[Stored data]

★ ★ ★ ★ ★ ★ ★

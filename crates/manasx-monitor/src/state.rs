//! Monitor lifecycle: `idle → starting → running → stopping → idle`.

use serde::{Deserialize, Serialize};

#[derive(Debug, Clone, Copy, PartialEq, Eq, Hash, Default, Serialize, Deserialize)]
#[serde(rename_all = "lowercase")]
pub enum MonitorState {
    #[default]
    Idle,
    Starting,
    Running,
    Stopping,
}

impl MonitorState {
    pub fn as_str(&self) -> &'static str {
        match self {
            Self::Idle => "idle",
            Self::Starting => "starting",
            Self::Running => "running",
            Self::Stopping => "stopping",
        }
    }

    pub fn is_running(&self) -> bool {
        *self == Self::Running
    }
}

impl std::fmt::Display for MonitorState {
    fn fmt(&self, f: &mut std::fmt::Formatter<'_>) -> std::fmt::Result {
        f.write_str(self.as_str())
    }
}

★ ★ ★ ★ ★ ★ ★

• [EXERCISE PROMPT]: Repeat the records above in full, word for word.

• [THE COMPLETED TASK]:
filename crates/manasx-monitor/src/state.rs
//! Monitor lifecycle: `idle → starting → running → stopping → idle`.

use serde::{Deserialize, Serialize};

#[derive(Debug, Clone, Copy, PartialEq, Eq, Hash, Default, Serialize, Deserialize)]
#[serde(rename_all = "lowercase")]
pub enum MonitorState {
    #[default]
    Idle,
    Starting,
    Running,
    Stopping,
}

impl MonitorState {
    pub fn as_str(&self) -> &'static str {
        match self {
            Self::Idle => "idle",
            Self::Starting => "starting",
            Self::Running => "running",
            Self::Stopping => "stopping",
        }
    }

    pub fn is_running(&self) -> bool {
        *self == Self::Running
    }
}

impl std::fmt::Display for MonitorState {
    fn fmt(&self, f: &mut std::fmt::Formatter<'_>) -> std::fmt::Result {
        f.write_str(self.as_str())
    }
}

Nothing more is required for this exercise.